• _Task instructions_
Beginning with the opening line, restate the following material exactly, up through the line that contains "end-of-data (reported through".

• _The data_
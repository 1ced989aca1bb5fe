//! # Error Types
//!
//! General error handling for the adapter core.
//!
//! We use `thiserror` to automatically generate `Error` trait implementations
//! and nice error messages.
//!
//! A deliberate part of this design is what is *not* an error: a short read
//! from the children provider is end-of-data (reported through
//! [`crate::children::BatchStatus`]), an out-of-range skip clamps the cursor
//! and reports it through a flag, and a malformed embedded payload yields
//! `None` from the parser. Only conditions that genuinely prevent an
//! operation from completing surface as [`EngineError`].

use thiserror::Error;

/// Main error type for adapter operations
///
/// ## Error Categories
///
/// 1. **Protocol errors**: Unsupported (the host asked for a capability
///    this protocol surface does not provide)
/// 2. **Collaborator errors**: Provider (the async children source failed)
/// 3. **Configuration errors**: DuplicateSignal (invalid catalog supplied
///    at construction)
/// 4. **Runtime errors**: Executor (the blocking executor could not start)
/// 5. **I/O errors**: Io (for file operations, etc.)
#[derive(Error, Debug)]
pub enum EngineError
{
    /// The host requested an operation this protocol surface does not
    /// implement.
    ///
    /// This is explicit capability absence, not a bug: the enumeration
    /// protocol defines a clone operation that this engine intentionally
    /// refuses (callers needing independent iteration must construct a new
    /// enumerator). Modeled as an error variant instead of a panic so it
    /// can cross the protocol boundary as a well-formed failure code.
    #[error("operation not supported by this protocol surface: {0}")]
    Unsupported(&'static str),

    /// The asynchronous children provider failed a count or fetch call.
    ///
    /// The enumerator never advances its cursor when this happens, so the
    /// host can retry the same call.
    #[error("children provider error: {0}")]
    Provider(String),

    /// A signal catalog was constructed with two entries sharing a code.
    ///
    /// Signal identity is the numeric code; a duplicate would make the
    /// stop-disposition lookup ambiguous, so catalogs are validated at
    /// construction time.
    #[error("duplicate signal code {0} in catalog")]
    DuplicateSignal(i32),

    /// The blocking executor's runtime could not be built.
    #[error("failed to start blocking executor: {0}")]
    Executor(#[source] std::io::Error),

    /// I/O error (for file operations, etc.)
    #[error("IO error: {0}")]
    Io(#[from] std::io::Error),
}

/// Convenience type alias for `Result<T, EngineError>`
pub type Result<T> = std::result::Result<T, EngineError>;
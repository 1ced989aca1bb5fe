use std::process;
use std::sync::Arc;

use clap::{Parser, Subcommand};
use hostlink_core::children::BoxFuture;
use hostlink_core::{
    default_catalog, BlockingExecutor, ChildEnumerator, ChildPropertyInfo, ChildrenProvider, EventDescriptionParser,
    FileProcessingUpdate, Result as EngineResult,
};
use hostlink_utils::{info, init_logging};

/// Developer harness for the hostlink debug-engine adapters.
#[derive(Parser, Debug)]
#[command(name = "hostlink")]
#[command(version)]
#[command(about = "Inspect and exercise the hostlink debug-engine adapters", long_about = None)]
struct Cli
{
    #[command(subcommand)]
    command: Commands,
}

#[derive(Subcommand, Debug)]
enum Commands
{
    /// Print the default signal catalog
    Signals
    {
        /// Only show signals whose default disposition is to stop
        #[arg(long, default_value_t = false)]
        stop_only: bool,
    },
    /// Extract the embedded payload from an event description
    ParseEvent
    {
        /// Raw event description text as printed by the backend
        description: String,
    },
    /// Drive a child enumerator over a synthetic collection
    Walk
    {
        /// Total number of synthetic children
        #[arg(long, default_value_t = 10)]
        total: usize,
        /// Children requested per batch
        #[arg(short, long, default_value_t = 4)]
        batch: usize,
        /// Children to skip before the first batch
        #[arg(short, long, default_value_t = 0)]
        skip: usize,
    },
}

fn main()
{
    // Initialize logging (reads from RUST_LOG env var)
    // Defaults to INFO level and Pretty format if not set
    if let Err(e) = init_logging() {
        eprintln!("Failed to initialize logging: {}", e);
        process::exit(1);
    }

    let cli = Cli::parse();

    if let Err(e) = run_command(cli) {
        eprintln!("Error: {}", e);
        process::exit(1);
    }
}

fn run_command(cli: Cli) -> Result<(), Box<dyn std::error::Error>>
{
    match cli.command {
        Commands::Signals { stop_only } => {
            let catalog = default_catalog();
            println!("{:<6} {:<12} {:<6} ALIASES", "CODE", "NAME", "STOP");
            for signal in catalog {
                if stop_only && !signal.stop {
                    continue;
                }
                println!(
                    "{:<6} {:<12} {:<6} {}",
                    signal.code,
                    signal.name,
                    signal.stop,
                    signal.aliases.join(", ")
                );
            }
            Ok(())
        }
        Commands::ParseEvent { description } => {
            let parser = EventDescriptionParser::new();
            match parser.parse::<FileProcessingUpdate>(&description) {
                Some(update) => {
                    println!("file:   {}", update.file);
                    println!("method: {:?}", update.method);
                    println!("size:   {} bytes", update.size);
                }
                None => println!("No embedded payload found"),
            }
            Ok(())
        }
        Commands::Walk { total, batch, skip } => {
            // A zero-record request is always fully satisfied and would
            // never terminate the loop below.
            let batch = batch.max(1);
            info!("Walking {} synthetic children in batches of {}", total, batch);
            let provider = Arc::new(SyntheticProvider { total });
            let exec = BlockingExecutor::shared()?;
            let mut enumerator = ChildEnumerator::new(provider, exec);

            println!("{} children total", enumerator.count()?);
            if skip > 0 {
                let in_range = enumerator.skip(skip)?;
                println!("skipped {} ({})", skip, if in_range { "in range" } else { "clamped to end" });
            }

            let mut out = vec![ChildPropertyInfo::default(); batch];
            loop {
                let status = enumerator.next(batch, &mut out)?;
                for child in &out[..status.written] {
                    println!("  {} = {} ({})", child.name, child.value, child.type_name);
                }
                if !status.fully_satisfied {
                    break;
                }
            }
            Ok(())
        }
    }
}

/// Deterministic in-memory collection for exercising the enumerator.
struct SyntheticProvider
{
    total: usize,
}

impl ChildrenProvider for SyntheticProvider
{
    fn count(&self) -> BoxFuture<'_, EngineResult<usize>>
    {
        Box::pin(async move { Ok(self.total) })
    }

    fn fetch<'a>(
        &'a self,
        from: usize,
        requested: usize,
        out: &'a mut [ChildPropertyInfo],
    ) -> BoxFuture<'a, EngineResult<usize>>
    {
        Box::pin(async move {
            let end = from.saturating_add(requested).min(self.total);
            let mut written = 0;
            for (slot, index) in out.iter_mut().zip(from..end) {
                *slot = ChildPropertyInfo {
                    name: format!("child_{index}"),
                    value: format!("{}", index * index),
                    type_name: "int".to_string(),
                };
                written += 1;
            }
            Ok(written)
        })
    }
}
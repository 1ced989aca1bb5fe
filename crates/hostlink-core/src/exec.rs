//! Synchronous execution of asynchronous work.
//!
//! The host protocol is synchronous and pull-based: it calls into the
//! engine on one logical thread and blocks for each result. Several of the
//! engine's collaborators (notably the children provider behind variable
//! expansion) are asynchronous. Rather than scattering ad hoc `block_on`
//! calls through the codebase, the bridge is a single injected capability:
//! any component that must present a synchronous contract over an async
//! dependency takes a [`BlockingExecutor`] at construction.
//!
//! The executor runs exactly one future at a time to completion. There is
//! deliberately no timeout or cancellation here: the host protocol has no
//! cancellation concept for these calls, and inventing one would change
//! observable behavior. A hang in the underlying future hangs the caller.

use std::future::Future;
use std::sync::Arc;

use crate::error::{EngineError, Result};

/// Runs futures to completion on behalf of blocking, single-threaded
/// callers.
///
/// Internally this owns a current-thread tokio runtime; the calling thread
/// itself drives the future, so no worker threads are spawned and calls
/// complete in submission order. Share one executor across components via
/// [`BlockingExecutor::shared`].
#[derive(Debug)]
pub struct BlockingExecutor
{
    runtime: tokio::runtime::Runtime,
}

impl BlockingExecutor
{
    /// Build a new executor.
    ///
    /// ## Errors
    ///
    /// Returns [`EngineError::Executor`] if the tokio runtime could not be
    /// created.
    pub fn new() -> Result<Self>
    {
        let runtime = tokio::runtime::Builder::new_current_thread()
            .enable_all()
            .build()
            .map_err(EngineError::Executor)?;
        Ok(Self { runtime })
    }

    /// Build a new executor wrapped for sharing between components.
    pub fn shared() -> Result<Arc<Self>>
    {
        Ok(Arc::new(Self::new()?))
    }

    /// Run `future` to completion, blocking the calling thread.
    ///
    /// Must not be called from within an async context (the runtime will
    /// panic); the host protocol's calls never are.
    pub fn block_on<F: Future>(&self, future: F) -> F::Output
    {
        self.runtime.block_on(future)
    }
}
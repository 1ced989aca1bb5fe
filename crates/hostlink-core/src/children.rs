//! Paged enumeration of a variable's children.
//!
//! When the host displays a composite variable it pulls the children
//! through a fixed four-operation cursor protocol: count, next-batch,
//! reset, and skip. The protocol is synchronous and strictly sequential,
//! while the underlying children source is asynchronous and may change
//! size between calls (the debugged process keeps running). This module
//! reconciles the two:
//!
//! - [`ChildrenProvider`] is the async source. It is queried fresh for its
//!   total on every count/skip; the total is never cached because the live
//!   collection can shrink or grow between host calls.
//! - [`ChildEnumerator`] owns the cursor and bridges each async fetch to a
//!   blocking result via an injected [`BlockingExecutor`]. One fetch is in
//!   flight at a time; the host never issues overlapping calls on the same
//!   cursor.
//!
//! A short read is end-of-data, not an error. The cursor is only advanced
//! after a fetch or count succeeds, so a provider failure leaves the
//! enumerator exactly where it was.

use std::future::Future;
use std::pin::Pin;
use std::sync::Arc;

use tracing::debug;

use crate::error::{EngineError, Result};
use crate::exec::BlockingExecutor;

/// Boxed future returned by [`ChildrenProvider`] operations.
pub type BoxFuture<'a, T> = Pin<Box<dyn Future<Output = T> + Send + 'a>>;

/// Flat, host-facing description of one child of a variable.
///
/// This is the fixed-layout record written directly into the host's output
/// buffer; it carries no behavior of its own.
#[derive(Debug, Clone, Default, PartialEq, Eq)]
pub struct ChildPropertyInfo
{
    /// Display name of the child (field name, element index, etc.).
    pub name: String,
    /// Formatted value string.
    pub value: String,
    /// Formatted type name.
    pub type_name: String,
}

/// Asynchronous source of child records.
///
/// The enumerator holds a non-owning (shared) reference to the provider
/// for its own lifetime. Implementations report their *live* count: the
/// collection behind a provider is externally mutable and callers must not
/// assume two `count` calls agree.
pub trait ChildrenProvider: Send + Sync
{
    /// Current total number of children.
    fn count(&self) -> BoxFuture<'_, Result<usize>>;

    /// Fetch up to `requested` children starting at `from`, writing them
    /// into `out` from index 0. Returns the number written; fewer than
    /// `requested` means the source is exhausted at this call, not that it
    /// failed.
    fn fetch<'a>(&'a self, from: usize, requested: usize, out: &'a mut [ChildPropertyInfo])
        -> BoxFuture<'a, Result<usize>>;
}

/// Outcome of one next-batch call.
#[derive(Debug, Clone, Copy, PartialEq, Eq)]
pub struct BatchStatus
{
    /// Number of records written into the caller's buffer.
    pub written: usize,
    /// Whether the full requested count was satisfied. `false` is the
    /// protocol's end-of-data indication, distinct from a fetch failure.
    pub fully_satisfied: bool,
}

/// Cursor-based enumerator over an externally-mutable child collection.
///
/// There is no closed or error state: every operation maps the current
/// offset and a fresh source snapshot to a new offset. After any operation
/// completes, `0 <= position <= live total` holds.
///
/// Not `Clone`: the host protocol defines a clone operation, but aliasing
/// cursor state silently is worse than refusing, so [`ChildEnumerator::try_clone`]
/// reports the capability as unsupported. Construct a new enumerator for
/// independent iteration.
pub struct ChildEnumerator
{
    provider: Arc<dyn ChildrenProvider>,
    exec: Arc<BlockingExecutor>,
    position: usize,
}

impl std::fmt::Debug for ChildEnumerator
{
    fn fmt(&self, f: &mut std::fmt::Formatter<'_>) -> std::fmt::Result
    {
        f.debug_struct("ChildEnumerator")
            .field("position", &self.position)
            .finish_non_exhaustive()
    }
}

impl ChildEnumerator
{
    /// Create an enumerator positioned at offset 0.
    #[must_use]
    pub fn new(provider: Arc<dyn ChildrenProvider>, exec: Arc<BlockingExecutor>) -> Self
    {
        Self {
            provider,
            exec,
            position: 0,
        }
    }

    /// Current cursor offset.
    #[must_use]
    pub fn position(&self) -> usize
    {
        self.position
    }

    /// Query the provider's current total.
    ///
    /// ## Errors
    ///
    /// Propagates the provider's failure; the cursor is untouched.
    pub fn count(&self) -> Result<usize>
    {
        self.exec.block_on(self.provider.count())
    }

    /// Fetch up to `requested` children at the cursor into `out`, then
    /// advance the cursor by the number actually written.
    ///
    /// `out` must have capacity for `requested` records; if it is smaller,
    /// only `out.len()` records are requested.
    ///
    /// ## Errors
    ///
    /// Propagates the provider's failure; the cursor is untouched on
    /// failure.
    pub fn next(&mut self, requested: usize, out: &mut [ChildPropertyInfo]) -> Result<BatchStatus>
    {
        let take = requested.min(out.len());
        let written = self
            .exec
            .block_on(self.provider.fetch(self.position, take, &mut out[..take]))?;
        self.position += written;
        debug!(written, position = self.position, "fetched child batch");
        Ok(BatchStatus {
            written,
            fully_satisfied: written == requested,
        })
    }

    /// Set the cursor back to offset 0. Always succeeds.
    pub fn reset(&mut self)
    {
        self.position = 0;
    }

    /// Advance the cursor by `n` without fetching, clamping to the
    /// provider's *live* total. Returns `true` if the unclamped target was
    /// within bounds, `false` if the cursor had to be clamped.
    ///
    /// The total is re-queried here rather than reusing any earlier count:
    /// if the collection shrank since the host last asked, the cursor must
    /// land on the current end, otherwise a subsequent [`ChildEnumerator::next`]
    /// would read nothing and be indistinguishable from ordinary
    /// end-of-data.
    ///
    /// ## Errors
    ///
    /// Propagates the provider's failure; the cursor is untouched on
    /// failure.
    pub fn skip(&mut self, n: usize) -> Result<bool>
    {
        let target = self.position.saturating_add(n);
        let total = self.exec.block_on(self.provider.count())?;
        if target > total {
            debug!(target, total, "skip clamped to live child count");
            self.position = total;
            Ok(false)
        } else {
            self.position = target;
            Ok(true)
        }
    }

    /// The enumeration protocol's clone operation.
    ///
    /// ## Errors
    ///
    /// Always [`EngineError::Unsupported`]; this surface does not alias
    /// cursor state.
    pub fn try_clone(&self) -> Result<Self>
    {
        Err(EngineError::Unsupported("clone of a child enumerator"))
    }
}
//! Structured payloads embedded in free-text event descriptions.
//!
//! The backend annotates some events with a machine-readable JSON object
//! buried inside an otherwise human-oriented description line, e.g.
//!
//! ```text
//! 0000019CF1ADB980 Event: broadcaster = 0000019CE845EEE8 (backend.broadcaster),
//! type = 0x00000020 (file-update), data = {{
//!   "file" : "/usr/local/lib/libfoo.so",
//!   "method" : 1,
//!   "size" : 1045
//! }}
//! ```
//!
//! Most events carry no payload at all, and descriptions may be
//! hard-wrapped, so extraction has to be forgiving: anything that does not
//! match the envelope, or whose body fails to decode, yields `None` with a
//! diagnostic log. One malformed payload must never interrupt the
//! surrounding event pipeline.

use serde::de::DeserializeOwned;
use serde::Deserialize;
use tracing::{debug, trace};

/// Textual marker preceding the brace-delimited payload body.
pub const FILE_UPDATE_MARKER: &str = ", type = 0x00000020 (file-update), data = ";

/// What the backend is currently doing to the file being transferred.
#[derive(Debug, Default, Clone, Copy, PartialEq, Eq, Deserialize)]
#[serde(try_from = "u8")]
pub enum FileProcessingMethod
{
    /// The file is being opened or read.
    #[default]
    Read,
    /// The transfer finished and the file was closed.
    Close,
}

impl TryFrom<u8> for FileProcessingMethod
{
    type Error = String;

    fn try_from(value: u8) -> Result<Self, Self::Error>
    {
        match value {
            0 => Ok(Self::Read),
            1 => Ok(Self::Close),
            other => Err(format!("unknown file processing method: {other}")),
        }
    }
}

/// Progress update for one remote file transfer during attach.
#[derive(Debug, Default, Clone, PartialEq, Eq, Deserialize)]
pub struct FileProcessingUpdate
{
    /// Read/close phase, encoded as a small integer on the wire.
    #[serde(default)]
    pub method: FileProcessingMethod,
    /// Path of the file being processed.
    #[serde(default)]
    pub file: String,
    /// File size in bytes.
    #[serde(default)]
    pub size: u64,
}

/// Extracts and decodes the embedded payload from an event description.
///
/// Stateless apart from the fixed envelope; safe to share freely between
/// threads.
#[derive(Debug, Default, Clone, Copy)]
pub struct EventDescriptionParser;

impl EventDescriptionParser
{
    #[must_use]
    pub fn new() -> Self
    {
        Self
    }

    /// Parse the payload embedded in `description` into `T`.
    ///
    /// Returns `None` when the envelope is absent or malformed, or when
    /// the body fails to decode; decoding is all-or-nothing. Never fails
    /// loudly.
    #[must_use]
    pub fn parse<T: DeserializeOwned>(&self, description: &str) -> Option<T>
    {
        // The envelope is defined over a single logical line; the backend
        // hard-wraps long descriptions.
        let normalized: String = description.chars().filter(|c| *c != '\r' && *c != '\n').collect();

        let fragment = extract_body(&normalized)?;
        match serde_json::from_str(fragment) {
            Ok(value) => Some(value),
            Err(err) => {
                debug!(%err, fragment, "embedded payload failed to decode");
                None
            }
        }
    }
}

/// Capture the brace-delimited body following the file-update marker.
///
/// The body spans from the brace right after the marker to the last
/// closing brace in the text. The backend prints its structured-data
/// dictionary with doubled braces; one layer is unwrapped so the fragment
/// is plain JSON.
fn extract_body(text: &str) -> Option<&str>
{
    let Some(marker_at) = text.find(FILE_UPDATE_MARKER) else {
        trace!("no embedded payload marker in event description");
        return None;
    };
    let rest = &text[marker_at + FILE_UPDATE_MARKER.len()..];

    if !rest.starts_with('{') {
        debug!("payload marker present but body is not brace-delimited");
        return None;
    }
    let Some(close_at) = rest.rfind('}') else {
        debug!("payload body has no closing brace");
        return None;
    };
    let body = &rest[..=close_at];

    if body.len() >= 4 && body.starts_with("{{") && body.ends_with("}}") {
        Some(&body[1..body.len() - 1])
    } else {
        Some(body)
    }
}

• _Solution to the exercise_
repository 1ced989aca1bb5fe
//! # Error Types
//!
//! General error handling for the adapter core.
//!
//! We use `thiserror` to automatically generate `Error` trait implementations
//! and nice error messages.
//!
//! A deliberate part of this design is what is *not* an error: a short read
//! from the children provider is end-of-data (reported through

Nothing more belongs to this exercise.